The Scattered Spider hacking group said on Thursday it took six terabytes of data from the systems of multibillion-dollar casino operators MGM Resorts International and Caesars Entertainment as both companies probed the breaches.
Speaking to Reuters via the messaging platform Telegram, a representative for the group said it did not plan to make the data public and declined to comment on whether it had asked the companies for ransom.
The group's contact was provided to Reuters by a cybersecurity expert who runs an online repository of malware samples called "vx-underground," and declined to be named. Caesars and MGM did not respond to requests for comment on the amount of data that was breached.
Caesars reported to regulators on Thursday it had found that on Sept. 7 hackers took data on a significant number of its loyalty program members, including "driver’s license numbers and/or Social Security numbers." Earlier, Bloomberg and The Wall Street Journal reported that Caesars had paid ransom, but Caesars declined a Reuters request for comment on the matter.
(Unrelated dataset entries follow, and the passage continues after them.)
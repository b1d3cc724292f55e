//! Per-test random data
//!
//! Every acceptance test derives its resource names from a fresh `TestData`
//! so concurrent runs against the same subscription do not collide.

use rand::Rng;

const RANDOM_STRING_CHARSET: &[u8] = b"abcdefghijklmnopqrstuvwxyz0123456789";
const RANDOM_STRING_LENGTH: usize = 5;

pub const DEFAULT_PRIMARY_LOCATION: &str = "westeurope";
pub const DEFAULT_SECONDARY_LOCATION: &str = "northeurope";

#[derive(Debug, Clone, PartialEq)]
pub struct Locations {
    pub primary: String,
    pub secondary: String,
}

#[derive(Debug, Clone, PartialEq)]
pub struct TestData {
    /// Numeric suffix for names that must be unique
    pub random_integer: u64,
    /// Five lowercase alphanumerics for names with tight length limits
    pub random_string: String,
    pub locations: Locations,
    pub resource_type: String,
    pub resource_label: String,
    /// Address of the resource under test (`type.label`)
    pub resource_name: String,
}

impl TestData {
    /// Build test data, reading locations from `ARM_TEST_LOCATION` and
    /// `ARM_TEST_LOCATION_ALT`
    pub fn build(resource_type: &str, label: &str) -> Self {
        Self::build_with(
            resource_type,
            label,
            &mut rand::thread_rng(),
            |key| std::env::var(key).ok(),
        )
    }

    pub(crate) fn build_with(
        resource_type: &str,
        label: &str,
        rng: &mut impl Rng,
        lookup: impl Fn(&str) -> Option<String>,
    ) -> Self {
        let location = |key: &str, default: &str| {
            lookup(key)
                .filter(|l| !l.is_empty())
                .unwrap_or_else(|| default.to_string())
        };

        let random_string = (0..RANDOM_STRING_LENGTH)
            .map(|_| RANDOM_STRING_CHARSET[rng.gen_range(0..RANDOM_STRING_CHARSET.len())] as char)
            .collect();

        Self {
            random_integer: rng.gen_range(100_000_000..1_000_000_000),
            random_string,
            locations: Locations {
                primary: location("ARM_TEST_LOCATION", DEFAULT_PRIMARY_LOCATION),
                secondary: location("ARM_TEST_LOCATION_ALT", DEFAULT_SECONDARY_LOCATION),
            },
            resource_type: resource_type.to_string(),
            resource_label: label.to_string(),
            resource_name: format!("{}.{}", resource_type, label),
        }
    }
}

#[cfg(test)]
mod tests {
    use super::*;
    use rand::SeedableRng;
    use rand::rngs::StdRng;

    #[test]
    fn build_uses_defaults() {
        let mut rng = StdRng::seed_from_u64(7);
        let data = TestData::build_with("azurerm_dynatrace_tag_rules", "test", &mut rng, |_| None);

        assert_eq!(data.resource_name, "azurerm_dynatrace_tag_rules.test");
        assert_eq!(data.locations.primary, "westeurope");
        assert_eq!(data.locations.secondary, "northeurope");
        assert_eq!(data.random_string.len(), 5);
        assert!(
            data.random_string
                .chars()
                .all(|c| c.is_ascii_lowercase() || c.is_ascii_digit())
        );
        assert!((100_000_000..1_000_000_000).contains(&data.random_integer));
    }

    #[test]
    fn build_reads_locations_from_environment() {
        let mut rng = StdRng::seed_from_u64(7);
        let data = TestData::build_with("azurerm_dynatrace_monitor", "test", &mut rng, |key| {
            (key == "ARM_TEST_LOCATION").then(|| "eastus2euap".to_string())
        });
        assert_eq!(data.locations.primary, "eastus2euap");
        assert_eq!(data.locations.secondary, "northeurope");
    }

    #[test]
    fn each_build_is_random() {
        let a = TestData::build("azurerm_resource_group", "test");
        let b = TestData::build("azurerm_resource_group", "test");
        assert!(a.random_integer != b.random_integer || a.random_string != b.random_string);
    }
}
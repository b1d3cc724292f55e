//! Wire types for the Dynatrace.Observability API (2023-04-27)
//!
//! Every field is optional, mirroring what the service accepts and returns.

pub mod monitors;
pub mod tagrules;

pub const API_VERSION: &str = "2023-04-27";

/// Unknown value for a string enum
#[derive(Debug, Clone, PartialEq, thiserror::Error)]
#[error("invalid {kind} '{value}', expected one of: {}", expected.join(", "))]
pub struct UnknownVariant {
    pub kind: &'static str,
    pub value: String,
    pub expected: Vec<&'static str>,
}

/// Define a string-valued API enum with serde, `as_str`, `FromStr` and `Display`
macro_rules! string_enum {
    ($(#[$meta:meta])* $name:ident { $($variant:ident => $wire:expr),+ $(,)? }) => {
        $(#[$meta])*
        #[derive(Debug, Clone, Copy, PartialEq, Eq, serde::Serialize, serde::Deserialize)]
        pub enum $name {
            $(#[serde(rename = $wire)] $variant,)+
        }

        impl $name {
            pub const VARIANTS: &'static [&'static str] = &[$($wire),+];

            pub fn as_str(&self) -> &'static str {
                match self {
                    $($name::$variant => $wire,)+
                }
            }
        }

        impl std::str::FromStr for $name {
            type Err = $crate::services::dynatrace::sdk::UnknownVariant;

            fn from_str(s: &str) -> Result<Self, Self::Err> {
                match s {
                    $($wire => Ok($name::$variant),)+
                    _ => Err($crate::services::dynatrace::sdk::UnknownVariant {
                        kind: stringify!($name),
                        value: s.to_string(),
                        expected: Self::VARIANTS.to_vec(),
                    }),
                }
            }
        }

        impl std::fmt::Display for $name {
            fn fmt(&self, f: &mut std::fmt::Formatter<'_>) -> std::fmt::Result {
                f.write_str(self.as_str())
            }
        }
    };
}

pub(crate) use string_enum;
//! Acceptance test support
//!
//! Fixtures build configuration documents from a `TestData`, and
//! `TestData::resource_test` applies them against a live subscription. Tests
//! are skipped unless `TF_ACC` is set.

mod check;
mod data;
mod document;
mod runner;

pub use check::{Check, ExistenceChecker, exists_by_id};
pub use data::{DEFAULT_PRIMARY_LOCATION, DEFAULT_SECONDARY_LOCATION, Locations, TestData};
pub use document::{ConfigDocument, ConfigDocumentError, resolve_references};
pub use runner::{ACCEPTANCE_ENV, ResourceTest, TestStep, acceptance_enabled};
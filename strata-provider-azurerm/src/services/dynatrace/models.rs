//! Flat, user-facing models for the Dynatrace resources
//!
//! Each nested configuration block is a single-item list of these; string
//! fields default to empty when the block omits them.

use std::collections::HashMap;

use strata_core::resource::Value;

use crate::value::{blocks, str_or_empty};

#[derive(Debug, Clone, Default, PartialEq)]
pub struct PlanData {
    pub billing_cycle: String,
    pub effective_date: String,
    pub plan_details: String,
    pub usage_type: String,
}

#[derive(Debug, Clone, Default, PartialEq)]
pub struct UserInfo {
    pub country: String,
    pub email_address: String,
    pub first_name: String,
    pub last_name: String,
    pub phone_number: String,
}

#[derive(Debug, Clone, Default, PartialEq)]
pub struct LogRule {
    pub filtering_tags: Vec<FilteringTag>,
    pub send_aad_logs: String,
    pub send_activity_logs: String,
    pub send_subscription_logs: String,
}

#[derive(Debug, Clone, Default, PartialEq)]
pub struct MetricRule {
    pub filtering_tags: Vec<FilteringTag>,
}

#[derive(Debug, Clone, Default, PartialEq)]
pub struct FilteringTag {
    pub name: String,
    pub value: String,
    pub action: String,
}

#[derive(Debug, Clone, Default, PartialEq)]
pub struct IdentityProperties {
    pub identity_type: String,
}

fn map(entries: Vec<(&str, Value)>) -> Value {
    Value::Map(
        entries
            .into_iter()
            .map(|(k, v)| (k.to_string(), v))
            .collect(),
    )
}

/// Convert a list of models into a block list value
pub fn to_blocks<T>(items: &[T], to_value: fn(&T) -> Value) -> Value {
    Value::List(items.iter().map(to_value).collect())
}

impl PlanData {
    pub fn from_attributes(attrs: &HashMap<String, Value>) -> Self {
        Self {
            billing_cycle: str_or_empty(attrs, "billing_cycle"),
            effective_date: str_or_empty(attrs, "effective_date"),
            plan_details: str_or_empty(attrs, "plan"),
            usage_type: str_or_empty(attrs, "usage_type"),
        }
    }

    pub fn to_value(&self) -> Value {
        map(vec![
            ("billing_cycle", Value::string(&self.billing_cycle)),
            ("effective_date", Value::string(&self.effective_date)),
            ("plan", Value::string(&self.plan_details)),
            ("usage_type", Value::string(&self.usage_type)),
        ])
    }
}

impl UserInfo {
    pub fn from_attributes(attrs: &HashMap<String, Value>) -> Self {
        Self {
            country: str_or_empty(attrs, "country"),
            email_address: str_or_empty(attrs, "email"),
            first_name: str_or_empty(attrs, "first_name"),
            last_name: str_or_empty(attrs, "last_name"),
            phone_number: str_or_empty(attrs, "phone_number"),
        }
    }

    pub fn to_value(&self) -> Value {
        map(vec![
            ("country", Value::string(&self.country)),
            ("email", Value::string(&self.email_address)),
            ("first_name", Value::string(&self.first_name)),
            ("last_name", Value::string(&self.last_name)),
            ("phone_number", Value::string(&self.phone_number)),
        ])
    }
}

impl FilteringTag {
    pub fn from_attributes(attrs: &HashMap<String, Value>) -> Self {
        Self {
            name: str_or_empty(attrs, "name"),
            value: str_or_empty(attrs, "value"),
            action: str_or_empty(attrs, "action"),
        }
    }

    pub fn to_value(&self) -> Value {
        map(vec![
            ("name", Value::string(&self.name)),
            ("value", Value::string(&self.value)),
            ("action", Value::string(&self.action)),
        ])
    }
}

fn filtering_tags_from(attrs: &HashMap<String, Value>) -> Vec<FilteringTag> {
    blocks(attrs, "filtering_tag")
        .into_iter()
        .map(FilteringTag::from_attributes)
        .collect()
}

impl LogRule {
    pub fn from_attributes(attrs: &HashMap<String, Value>) -> Self {
        Self {
            filtering_tags: filtering_tags_from(attrs),
            send_aad_logs: str_or_empty(attrs, "send_aad_logs"),
            send_activity_logs: str_or_empty(attrs, "send_activity_logs"),
            send_subscription_logs: str_or_empty(attrs, "send_subscription_logs"),
        }
    }

    /// Empty statuses are left out so read-back matches what was configured
    pub fn to_value(&self) -> Value {
        let mut entries = vec![(
            "filtering_tag",
            to_blocks(&self.filtering_tags, FilteringTag::to_value),
        )];
        for (key, status) in [
            ("send_aad_logs", &self.send_aad_logs),
            ("send_activity_logs", &self.send_activity_logs),
            ("send_subscription_logs", &self.send_subscription_logs),
        ] {
            if !status.is_empty() {
                entries.push((key, Value::string(status)));
            }
        }
        map(entries)
    }
}

impl MetricRule {
    pub fn from_attributes(attrs: &HashMap<String, Value>) -> Self {
        Self {
            filtering_tags: filtering_tags_from(attrs),
        }
    }

    pub fn to_value(&self) -> Value {
        map(vec![(
            "filtering_tag",
            to_blocks(&self.filtering_tags, FilteringTag::to_value),
        )])
    }
}

impl IdentityProperties {
    pub fn from_attributes(attrs: &HashMap<String, Value>) -> Self {
        Self {
            identity_type: str_or_empty(attrs, "type"),
        }
    }

    pub fn to_value(&self) -> Value {
        map(vec![("type", Value::string(&self.identity_type))])
    }
}

/// Parse every item of a block attribute with `parse`
pub fn from_blocks<T>(
    attrs: &HashMap<String, Value>,
    name: &str,
    parse: fn(&HashMap<String, Value>) -> T,
) -> Vec<T> {
    blocks(attrs, name).into_iter().map(parse).collect()
}

#[cfg(test)]
mod tests {
    use super::*;

    #[test]
    fn test_user_info_uses_config_keys() {
        let mut attrs = HashMap::new();
        attrs.insert("email".to_string(), Value::string("alice@example.com"));
        attrs.insert("first_name".to_string(), Value::string("Alice"));

        let user = UserInfo::from_attributes(&attrs);
        assert_eq!(user.email_address, "alice@example.com");
        assert_eq!(user.first_name, "Alice");
        assert_eq!(user.country, "");

        let value = user.to_value();
        assert_eq!(
            value.as_map().unwrap()["email"],
            Value::string("alice@example.com")
        );
    }

    #[test]
    fn test_log_rule_from_blocks() {
        let mut tag = HashMap::new();
        tag.insert("name".to_string(), Value::string("Environment"));
        tag.insert("value".to_string(), Value::string("Prod"));
        tag.insert("action".to_string(), Value::string("Include"));
        let mut rule = HashMap::new();
        rule.insert("filtering_tag".to_string(), Value::block(tag));
        rule.insert("send_aad_logs".to_string(), Value::string("Enabled"));
        let mut attrs = HashMap::new();
        attrs.insert("log_rule".to_string(), Value::block(rule));

        let rules = from_blocks(&attrs, "log_rule", LogRule::from_attributes);
        assert_eq!(rules.len(), 1);
        assert_eq!(rules[0].send_aad_logs, "Enabled");
        assert_eq!(rules[0].send_activity_logs, "");
        assert_eq!(
            rules[0].filtering_tags,
            vec![FilteringTag {
                name: "Environment".to_string(),
                value: "Prod".to_string(),
                action: "Include".to_string(),
            }]
        );
    }

    #[test]
    fn test_log_rule_value_omits_empty_statuses() {
        let rule = LogRule {
            send_activity_logs: "Disabled".to_string(),
            ..Default::default()
        };
        let value = rule.to_value();
        let map = value.as_map().unwrap();
        assert_eq!(map["send_activity_logs"], Value::string("Disabled"));
        assert!(!map.contains_key("send_aad_logs"));
        assert_eq!(map["filtering_tag"], Value::List(vec![]));
    }
}
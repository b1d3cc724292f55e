pub mod cdn;
pub mod dynatrace;
pub mod resources;
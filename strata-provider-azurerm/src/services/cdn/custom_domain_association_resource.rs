//! azurerm_cdn_frontdoor_custom_domain_association
//!
//! Links a Front Door custom domain into the `customDomains` of each listed
//! route. The association has no ARM object of its own; its ID is derived
//! from the custom domain.

use std::collections::HashMap;

use async_trait::async_trait;
use log::{info, warn};
use strata_core::provider::{Importer, ProviderError, ProviderResult, ResourceType};
use strata_core::resource::{Resource, ResourceId, State, Value};
use strata_core::schema::{AttributeSchema, AttributeType, ResourceSchema};

use super::custom_domain_association_import::import_custom_domain_association;
use super::sdk::{API_VERSION, CustomDomain, ResourceReference, Route, RouteUpdate};
use crate::client::ArmClient;
use crate::error::{AzureError, AzureResult};
use crate::handler::ResourceHandler;
use crate::ids::{ArmId, CustomDomainAssociationId, CustomDomainId, RouteId};
use crate::value::{require_str, string_list};

pub const RESOURCE_TYPE: &str = "azurerm_cdn_frontdoor_custom_domain_association";

pub struct CustomDomainAssociationResource;

fn id_type<T: ArmId>(name: &str) -> AttributeType {
    AttributeType::Custom {
        name: name.to_string(),
        base: Box::new(AttributeType::String),
        validate: |value| match value {
            Value::String(s) => T::parse(s).map(|_| ()).map_err(|e| e.to_string()),
            _ => Err("Expected string".to_string()),
        },
    }
}
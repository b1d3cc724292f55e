//! Dynatrace.Observability service: monitors and their tag rules

pub mod helper;
pub mod models;
pub mod monitor_resource;
pub mod registration;
pub mod sdk;
pub mod tag_rules_resource;

pub use monitor_resource::MonitorsResource;
pub use registration::Registration;
pub use tag_rules_resource::TagRulesResource;
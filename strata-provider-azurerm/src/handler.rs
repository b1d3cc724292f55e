//! Per-resource-type CRUD callbacks
//!
//! Each managed resource type implements `ResourceHandler`. The provider
//! validates attributes against the schema and applies defaults before a
//! handler is invoked; handlers only translate and call the API.

use async_trait::async_trait;
use strata_core::provider::{ProviderError, ProviderResult, ResourceType};
use strata_core::resource::{Resource, ResourceId, State};

use crate::client::ArmClient;
use crate::ids::ArmId;

#[async_trait]
pub trait ResourceHandler: ResourceType {
    /// Read the remote object; `State::not_found` when it is gone
    async fn read(
        &self,
        client: &ArmClient,
        id: &ResourceId,
        identifier: &str,
        prior: Option<&State>,
    ) -> ProviderResult<State>;

    /// Create the remote object, failing with an already-exists error when present
    async fn create(&self, client: &ArmClient, resource: &Resource) -> ProviderResult<State>;

    async fn update(
        &self,
        client: &ArmClient,
        identifier: &str,
        from: &State,
        to: &Resource,
    ) -> ProviderResult<State>;

    async fn delete(
        &self,
        client: &ArmClient,
        id: &ResourceId,
        identifier: &str,
        prior: Option<&State>,
    ) -> ProviderResult<()>;
}

/// Importer that only accepts identifiers parsing as `T`
pub fn validate_import_id<T: ArmId>(state: State) -> ProviderResult<Vec<State>> {
    let identifier = state.identifier.as_deref().ok_or_else(|| {
        ProviderError::new("an identifier is required to import").for_resource(state.id.clone())
    })?;
    T::parse(identifier).map_err(|e| {
        ProviderError::new(format!("importing {}", T::KIND))
            .for_resource(state.id.clone())
            .with_cause(e)
    })?;
    Ok(vec![state])
}
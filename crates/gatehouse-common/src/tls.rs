//! TLS material for the client listener
//!
//! Supports both self-signed certificates (for development) and
//! PEM certificate/key files (for production).

use crate::config::TlsSettings;
use crate::error::{GatehouseError, Result};
use rcgen::{CertificateParams, DistinguishedName, DnType, KeyPair, SanType};
use rustls::pki_types::{CertificateDer, PrivateKeyDer};
use rustls::ServerConfig;
use std::io::BufReader;
use std::path::Path;
use std::sync::Arc;
use tracing::{info, warn};

/// Server-side TLS configuration
#[derive(Clone)]
pub struct TlsConfig {
    server_config: Arc<ServerConfig>,
    cert_chain: Vec<CertificateDer<'static>>,
}

impl TlsConfig {
    /// Create TLS config from certificate and key files
    pub fn from_files(cert_path: &Path, key_path: &Path) -> Result<Self> {
        info!(cert = %cert_path.display(), "Loading TLS certificates from files");

        let cert_file = std::fs::File::open(cert_path)
            .map_err(|e| GatehouseError::TlsError(format!("Failed to open cert file: {}", e)))?;
        let key_file = std::fs::File::open(key_path)
            .map_err(|e| GatehouseError::TlsError(format!("Failed to open key file: {}", e)))?;

        let certs = rustls_pemfile::certs(&mut BufReader::new(cert_file))
            .collect::<std::result::Result<Vec<_>, _>>()
            .map_err(|e| GatehouseError::TlsError(format!("Failed to parse certificates: {}", e)))?;
        if certs.is_empty() {
            return Err(GatehouseError::TlsError(
                "No certificate found in cert file".into(),
            ));
        }

        let key = rustls_pemfile::private_key(&mut BufReader::new(key_file))
            .map_err(|e| GatehouseError::TlsError(format!("Failed to parse private key: {}", e)))?
            .ok_or_else(|| GatehouseError::TlsError("No private key found in key file".into()))?;

        Self::from_certs_and_key(certs, key)
    }

    /// Create TLS config with a self-signed certificate
    pub fn self_signed(common_name: &str) -> Result<Self> {
        info!("Generating self-signed TLS certificate for: {}", common_name);

        let mut params = CertificateParams::default();

        let mut dn = DistinguishedName::new();
        dn.push(DnType::CommonName, common_name);
        dn.push(DnType::OrganizationName, "Gatehouse");
        params.distinguished_name = dn;

        params.subject_alt_names = vec![
            SanType::DnsName(common_name.try_into().map_err(tls_err)?),
            SanType::DnsName("localhost".try_into().map_err(tls_err)?),
            SanType::IpAddress(std::net::IpAddr::V4(std::net::Ipv4Addr::LOCALHOST)),
        ];

        let key_pair = KeyPair::generate().map_err(tls_err)?;
        let cert = params.self_signed(&key_pair).map_err(tls_err)?;

        let cert_der = CertificateDer::from(cert.der().to_vec());
        let key_der = PrivateKeyDer::try_from(key_pair.serialize_der())
            .map_err(|e| GatehouseError::TlsError(format!("Failed to serialize private key: {}", e)))?;

        Self::from_certs_and_key(vec![cert_der], key_der)
    }

    /// Build from settings: PEM files first, self-signed as the fallback
    pub fn from_settings(settings: &TlsSettings) -> Result<Self> {
        if let (Some(cert), Some(key)) = (&settings.cert_path, &settings.key_path) {
            match Self::from_files(Path::new(cert), Path::new(key)) {
                Ok(config) => return Ok(config),
                Err(e) if settings.self_signed => {
                    warn!("Failed to load TLS from files: {} - falling back to self-signed", e);
                }
                Err(e) => return Err(e),
            }
        }

        if settings.self_signed {
            return Self::self_signed(&settings.common_name);
        }

        Err(GatehouseError::ConfigError(
            "TLS requires tls.cert_path and tls.key_path or tls.self_signed=true".into(),
        ))
    }

    fn from_certs_and_key(
        certs: Vec<CertificateDer<'static>>,
        key: PrivateKeyDer<'static>,
    ) -> Result<Self> {
        let server_config = ServerConfig::builder()
            .with_no_client_auth()
            .with_single_cert(certs.clone(), key)
            .map_err(|e| GatehouseError::TlsError(format!("TLS configuration error: {}", e)))?;

        Ok(Self {
            server_config: Arc::new(server_config),
            cert_chain: certs,
        })
    }

    /// Get the TLS acceptor for async connections
    pub fn acceptor(&self) -> tokio_rustls::TlsAcceptor {
        tokio_rustls::TlsAcceptor::from(self.server_config.clone())
    }

    /// Certificates presented to clients
    pub fn cert_chain(&self) -> &[CertificateDer<'static>] {
        &self.cert_chain
    }
}

fn tls_err<E: std::fmt::Display>(e: E) -> GatehouseError {
    GatehouseError::TlsError(e.to_string())
}

#[cfg(test)]
mod tests {
    use super::*;
    use std::io::Write;

    fn install_provider() {
        rustls::crypto::ring::default_provider()
            .install_default()
            .ok();
    }

    #[test]
    fn test_self_signed_cert() {
        install_provider();
        let config = TlsConfig::self_signed("test.gatehouse.local").unwrap();
        assert_eq!(config.cert_chain().len(), 1);
        let _acceptor = config.acceptor();
    }

    #[test]
    fn test_from_settings_requires_material() {
        install_provider();
        let settings = TlsSettings {
            self_signed: false,
            ..Default::default()
        };
        let err = TlsConfig::from_settings(&settings).err().unwrap();
        assert_eq!(err.code(), "CONFIG_ERROR");
    }

    #[test]
    fn test_from_pem_files() {
        install_provider();
        let mut params = CertificateParams::new(vec!["localhost".to_string()]).unwrap();
        params.distinguished_name.push(DnType::CommonName, "localhost");
        let key_pair = KeyPair::generate().unwrap();
        let cert = params.self_signed(&key_pair).unwrap();

        let mut cert_file = tempfile::NamedTempFile::new().unwrap();
        cert_file.write_all(cert.pem().as_bytes()).unwrap();
        let mut key_file = tempfile::NamedTempFile::new().unwrap();
        key_file.write_all(key_pair.serialize_pem().as_bytes()).unwrap();

        let config = TlsConfig::from_files(cert_file.path(), key_file.path()).unwrap();
        assert_eq!(config.cert_chain().len(), 1);
    }

    #[test]
    fn test_bad_files_fall_back_to_self_signed() {
        install_provider();
        let settings = TlsSettings {
            cert_path: Some("/nonexistent/cert.pem".into()),
            key_path: Some("/nonexistent/key.pem".into()),
            self_signed: true,
            common_name: "fallback.local".into(),
        };
        assert!(TlsConfig::from_settings(&settings).is_ok());

        let strict = TlsSettings {
            self_signed: false,
            ..settings
        };
        let err = TlsConfig::from_settings(&strict).err().unwrap();
        assert_eq!(err.code(), "TLS_ERROR");
    }
}
//! Health and metrics endpoints
//!
//! - `GET /health`: the process is up
//! - `GET /ready`: the database subsystem is running (503 otherwise)
//! - `GET /metrics`: Prometheus text format

use crate::db::Database;
use crate::metrics;
use axum::{extract::State, http::StatusCode, response::IntoResponse, routing::get, Router};
use std::net::SocketAddr;
use std::sync::Arc;
use tracing::info;

/// Health check endpoint
pub async fn health() -> &'static str {
    "OK"
}

/// Ready check endpoint
pub async fn ready(State(database): State<Arc<Database>>) -> impl IntoResponse {
    if database.is_running() {
        (StatusCode::OK, "OK")
    } else {
        (StatusCode::SERVICE_UNAVAILABLE, "database subsystem stopped")
    }
}

/// Prometheus metrics endpoint
pub async fn prometheus_metrics() -> impl IntoResponse {
    let body = metrics::encode_metrics();
    (
        StatusCode::OK,
        [("content-type", "text/plain; charset=utf-8")],
        body,
    )
}

pub fn router(database: Arc<Database>) -> Router {
    Router::new()
        .route("/health", get(health))
        .route("/ready", get(ready))
        .route("/metrics", get(prometheus_metrics))
        .with_state(database)
}

/// Serve the endpoints until the process exits
pub async fn serve(port: u16, database: Arc<Database>) -> anyhow::Result<()> {
    let addr = SocketAddr::from(([0, 0, 0, 0], port));
    let listener = tokio::net::TcpListener::bind(addr).await?;
    info!(addr = %addr, "HTTP health/metrics server listening");
    axum::serve(listener, router(database)).await?;
    Ok(())
}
Earlier, MGM said it was working with law enforcement on resolving a "cybersecurity issue."
Scattered Spider, also known as UNC3944, is one of the most disruptive hacking outfits in the United States, according to Google's Mandiant Intelligence.
Several security analysts have drawn attention to the group over the past year for its effective social engineering tactics. It is known to reach out to a target an organization's information security teams by phone, pretending to be an employee needing their password reset.
"They tend to have most of the information they need before that call to the helpdesk - that is the last step," said Marc Bleicher, a security analyst who has conducted forensic investigations into such hacks before.
Mandiant has linked Scattered Spider to over 100 intrusions in the last two years at companies ranging from gaming and technology firms to retailers, telecom and insurance firms, Charles Carmakal, chief technology officer at Mandiant told Reuters.
The group's members appeared to be scattered across several Western countries, he added.
Caesars said the breach resulted from a "social engineering attack" on an IT vendor the company used. It didn't quantify the financial impact.
Operations at MGM, one of the world's largest casino and hotel operators, were still disrupted four days after news of the hack emerged. Social media posts had visuals of slot machines showing error messages at its Las Vegas casinos.
Some analysts believe Scattered Spider is a subgroup of the ALPHV, a ransomware hacking outfit that emerged in Nov. 2021, according to Mandiant.
The FBI said it was investigating the incidents at MGM and Caesars and declined further comment.